LUTEINISING HORMONE- LH
Pre-test preparation or requirements
• Sample can be drawn at any time. But preferred on 2nd day of menstruation. No fasting or special preparation required.
• Sample should taken in plain vial.
Male: 1.4-7.7 mIU/ml
-Follicular Phase 1.9- 11.6 mIU/ml
-Ovulation Phase 12.9-105.2 mIU/ml
-Luteal Phase 0.8-10.5 mIU/ml
-Post menopause 6.6-66.4 mIU/ml
Significance of test
LH and FSH regulate and stimulate the growth and function of the gonads (ovaries and testes) synergistically. LH regulate the menstrual cycle in females with FSH synergistically, causing the release of ovum and the formation of corpus luteum, which secretes progesterone and estradiol. The biosynthesis of LH was controlled by hormone (GnRH). Meanwhile, the ovarian steroids exert either a positive or negative feedback on the release of LH. The determination of LH in conjunction with FSH is utilized for clarifying the causes of amenorrhea in women and clarifying the causes of testicular failure in men.
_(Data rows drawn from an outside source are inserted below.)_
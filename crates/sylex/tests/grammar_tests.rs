//! Grammar-to-rule lifecycle: named sub-patterns end to end, snapshot
//! isolation of compiled rules, and read-only sharing across threads.

use std::sync::Arc;
use std::thread;

use sylex::lexer::action;
use sylex::{DefinitionError, Grammar};

#[test]
fn test_named_sub_patterns_end_to_end() {
    let mut grammar = Grammar::new();
    grammar.define_regex("digit", "[0-9]").unwrap();
    grammar.define_regex("exponent", "[eE][-+]?{digit}+").unwrap();
    grammar
        .define_symbol(Some("number"), r"{digit}+(\.{digit}+)?{exponent}?", None, None)
        .unwrap();
    grammar
        .define_symbol(None, " +", Some(action::skip_action()), None)
        .unwrap();

    let mut reader = grammar.reader("42 3.14 1e-9 2E+4").unwrap();
    let mut texts = Vec::new();
    loop {
        let token = reader.read_token().unwrap();
        if token.is_eof() {
            break;
        }
        assert_eq!(token.id.as_deref(), Some("number"));
        texts.push(token.text.clone());
    }
    assert_eq!(texts, vec!["42", "3.14", "1e-9", "2E+4"]);
}

#[test]
fn test_readers_keep_their_rule_snapshot() {
    let mut grammar = Grammar::new();
    grammar.define_symbol(Some("a"), "a", None, None).unwrap();

    let mut old_reader = grammar.reader("ab").unwrap();

    // Mutating the grammar afterwards does not affect the live reader.
    grammar.define_symbol(Some("b"), "b", None, None).unwrap();
    let mut new_reader = grammar.reader("ab").unwrap();

    assert_eq!(old_reader.read_token().unwrap().text, "a");
    assert!(old_reader.read_token().is_err()); // old snapshot: no "b"

    assert_eq!(new_reader.read_token().unwrap().text, "a");
    assert_eq!(new_reader.read_token().unwrap().text, "b");
}

#[test]
fn test_rule_is_shared_read_only_across_threads() {
    let mut grammar = Grammar::new();
    grammar.define_symbol(Some("digits"), "[0-9]+", None, None).unwrap();
    grammar.define_symbol(Some("plus"), r"\+", None, None).unwrap();
    grammar
        .define_symbol(None, r"\s+", Some(action::skip_action()), None)
        .unwrap();
    let rule = grammar.rule().unwrap();

    let handles: Vec<_> = (0..4)
        .map(|_| {
            let rule = Arc::clone(&rule);
            thread::spawn(move || {
                let mut reader = rule.reader("12 + 3");
                let mut count = 0;
                while !reader.read_token().unwrap().is_eof() {
                    count += 1;
                }
                count
            })
        })
        .collect();

    for handle in handles {
        assert_eq!(handle.join().unwrap(), 3);
    }
}

#[test]
fn test_symbol_count_unchanged_after_failed_definition() {
    let mut grammar = Grammar::new();
    grammar.define_symbol(Some("ok"), "a", None, None).unwrap();
    assert_eq!(grammar.symbol_count(), 1);

    assert!(grammar.define_symbol(Some(" bad"), "x", None, None).is_err());
    assert_eq!(grammar.symbol_count(), 1);

    assert!(grammar.define_symbol(None, "(((", None, None).is_err());
    assert_eq!(grammar.symbol_count(), 1);

    assert!(
        grammar
            .define_symbol(None, "<MISSING>x", None, None)
            .is_err()
    );
    assert_eq!(grammar.symbol_count(), 1);
}

#[test]
fn test_anonymous_symbols_report_order() {
    let mut grammar = Grammar::new();
    grammar.define_symbol(None, "[0-9]+", None, None).unwrap();

    let mut reader = grammar.reader("7").unwrap();
    let token = reader.read_token().unwrap();
    assert_eq!(token.id, None);
    assert_eq!(token.order, 0);
}

#[test]
fn test_pre_parsed_pattern_is_used_verbatim() {
    use sylex::pattern::parse_pattern;

    let ast = parse_pattern("[0-9]+").unwrap();
    let mut grammar = Grammar::new();
    grammar.define_symbol(Some("digits"), ast, None, None).unwrap();

    let mut reader = grammar.reader("007").unwrap();
    assert_eq!(reader.read_token().unwrap().text, "007");
}

#[test]
fn test_unknown_context_argument_fails_fast() {
    let mut grammar = Grammar::new();
    let err = grammar.define_symbol(None, "a", None, Some(&["NOPE"]));
    assert!(matches!(err, Err(DefinitionError::UnknownContext { .. })));
    assert_eq!(grammar.symbol_count(), 0);
}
The surge of LH has a compact relation with the ovulation in menstrual cycle. The Ovulation is always occurred in 24-36 hours after the surge of LH. SO the determination and monitoring of the concentration of serum LH in menstrual cycle can define the optimal period of fertility. Series detections of LH for 6-8 days in mid-cycle of women with regular menstrual cycles can make out the release surge. Determination of LH is useful in the diagnosis and treatment of infertility and pituitary and gonadal disorders.